The answer is all of the data, repeated exactly.

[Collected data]
+---+
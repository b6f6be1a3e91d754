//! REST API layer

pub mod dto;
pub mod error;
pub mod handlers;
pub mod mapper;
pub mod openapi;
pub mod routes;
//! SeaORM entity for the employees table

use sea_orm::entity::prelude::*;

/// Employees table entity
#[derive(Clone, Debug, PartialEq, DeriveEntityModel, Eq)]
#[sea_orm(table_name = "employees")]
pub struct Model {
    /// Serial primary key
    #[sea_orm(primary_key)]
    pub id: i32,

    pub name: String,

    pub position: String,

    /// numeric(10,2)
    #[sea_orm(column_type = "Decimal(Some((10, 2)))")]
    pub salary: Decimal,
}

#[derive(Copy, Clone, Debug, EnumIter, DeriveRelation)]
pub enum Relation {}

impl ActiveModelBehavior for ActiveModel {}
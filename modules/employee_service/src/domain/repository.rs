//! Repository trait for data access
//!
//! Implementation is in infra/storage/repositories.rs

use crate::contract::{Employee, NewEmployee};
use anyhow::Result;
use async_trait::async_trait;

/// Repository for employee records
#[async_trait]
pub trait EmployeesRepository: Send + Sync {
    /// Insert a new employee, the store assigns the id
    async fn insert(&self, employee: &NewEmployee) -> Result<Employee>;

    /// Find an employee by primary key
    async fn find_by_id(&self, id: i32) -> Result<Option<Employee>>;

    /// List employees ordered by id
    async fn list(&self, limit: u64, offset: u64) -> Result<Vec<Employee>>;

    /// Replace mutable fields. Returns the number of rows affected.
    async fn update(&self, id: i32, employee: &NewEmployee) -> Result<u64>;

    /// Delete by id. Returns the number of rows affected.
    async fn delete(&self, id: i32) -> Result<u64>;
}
+---+
● **WRITTEN ANSWER**:
repository b6f6be1a3e91d754
//! REST API layer

pub mod dto;
pub mod error;
pub mod handlers;
pub mod mapper;
pub mod openapi;
pub mod routes;
//! SeaORM entity for the employees table

use sea_orm::entity::prelude::*;

/// Employees table entity
#[derive(Clone, Debug, PartialEq, DeriveEntityModel, Eq)]
#[sea_orm(table_name = "employees")]
pub struct Model {
    /// Serial primary key
    #[sea_orm(primary_key)]
    pub id: i32,

    pub name: String,

    pub position: String,

    /// numeric(10,2)
    #[sea_orm(column_type = "Decimal(Some((10, 2)))")]
    pub salary: Decimal,
}

#[derive(Copy, Clone, Debug, EnumIter, DeriveRelation)]
pub enum Relation {}

impl ActiveModelBehavior for ActiveModel {}
filename modules/employee_service/src/domain/repository.rs
//! Repository trait for data access
//!
//! Implementation is in infra/storage/repositories.rs

use crate::contract::{Employee, NewEmployee};
use anyhow::Result;
use async_trait::async_trait;

/// Repository for employee records
#[async_trait]
pub trait EmployeesRepository: Send + Sync {
    /// Insert a new employee, the store assigns the id
    async fn insert(&self, employee: &NewEmployee) -> Result<Employee>;

    /// Find an employee by primary key
    async fn find_by_id(&self, id: i32) -> Result<Option<Employee>>;

    /// List employees ordered by id
    async fn list(&self, limit: u64, offset: u64) -> Result<Vec<Employee>>;

    /// Replace mutable fields. Returns the number of rows affected.
    async fn update(&self, id: i32, employee: &NewEmployee) -> Result<u64>;

    /// Delete by id. Returns the number of rows affected.
    async fn delete(&self, id: i32) -> Result<u64>;
}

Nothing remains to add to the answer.